Intended primarily for an audience of 15 to 20 years old, popular romance novels offended our conservative elites because they celebrated, as researchers have clearly detected, “an individualistic withdrawal into the couple” and “happiness above all material “. For their critics, they “seem to have been the antechamber of desires and fantasies, which they distorted, reverberated and reshaped” by fiction.
It is, to use the terms of our researchers, a “cultural fast food”. That is to say “an American dream with Quebec sauce” where the hot dog becomes the “hot dog” in “an imagination filled with hopes of social ascent, where we drive gleaming cars, frequents the most beautiful neighborhoods of Montreal, dines in the best restaurants, all the while loving each other with a burning passion that seems to guarantee eternal youth”.

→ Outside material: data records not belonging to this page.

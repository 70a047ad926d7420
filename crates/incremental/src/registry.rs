//! Reference-counted foreign-key registry.
//!
//! The registry is a bipartite index between composite source keys
//! (`owner:source`, one parent edge as seen by one join node) and the child
//! keys those edges reference. A child key is live while at least one
//! composite key references it; its refcount is the number of such keys.
//!
//! Two diffs are produced by every mutation:
//!
//! - the registry-wide diff (`added` / `removed`), tracking child keys whose
//!   refcount moved between 0 and 1 since the last [`clear`](ForeignKeyRegistry::clear);
//! - an owner-level delta returned to the caller, tracking child keys the
//!   calling owner started or stopped referencing through any of its sources.
//!
//! The first owner to reference a child key is its primary owner and stays
//! primary until it releases every one of its references to that key. The
//! owner whose release drops a refcount to 0 is recorded as its releaser
//! until the next clear.

use crate::diff_set::DiffSet;
use hashbrown::{HashMap, HashSet};
use rejoin_core::{CompositeKey, DocId, OwnerId, Result};
use std::collections::BTreeSet;

/// Child keys an owner started (`added`) or stopped (`removed`) referencing.
pub type OwnerDelta = DiffSet<DocId>;

/// Reverse edges of one child key, grouped by owner in first-reference order.
#[derive(Clone, Debug, Default)]
struct ChildRefs {
    owners: Vec<(OwnerId, BTreeSet<DocId>)>,
}

impl ChildRefs {
    fn ref_count(&self) -> usize {
        self.owners.iter().map(|(_, sources)| sources.len()).sum()
    }
}

/// The reference-counted bipartite index shared by every join node that
/// targets the same collection under one root.
#[derive(Debug, Default)]
pub struct ForeignKeyRegistry {
    source_to_child: HashMap<CompositeKey, BTreeSet<DocId>>,
    child_to_source: HashMap<DocId, ChildRefs>,
    diff: DiffSet<DocId>,
    releasers: HashMap<DocId, OwnerId>,
    published: HashSet<DocId>,
}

Montreal cartoonist André L’Archevêque (1923-2015) illustrated thousands of these popular romance novels. Scholars point out that his talent and that of his ilk greatly contributed to the success of the stories. Love at 10 cents is teeming with eye-catching cover prints: The kiss of fire, The sleeping beauty, The love seeker…
Moralism triumphs in the novels: male or female homosexuality is monstrous there. But facts are shaking up conventions, the researchers note. The French language is essential among the poor as among the rich, even the characters of British descent speak it!
To be born out of wedlock is not an indelible blemish. The researchers specify: “By succeeding in disproving prejudices, the bastards and bastards of our novels embody self-made women and self-made men worthy of American myth. To unite Americanization and eroticization in Quebec, isn’t this to guess the depth of a continental unconscious that goes back several decades?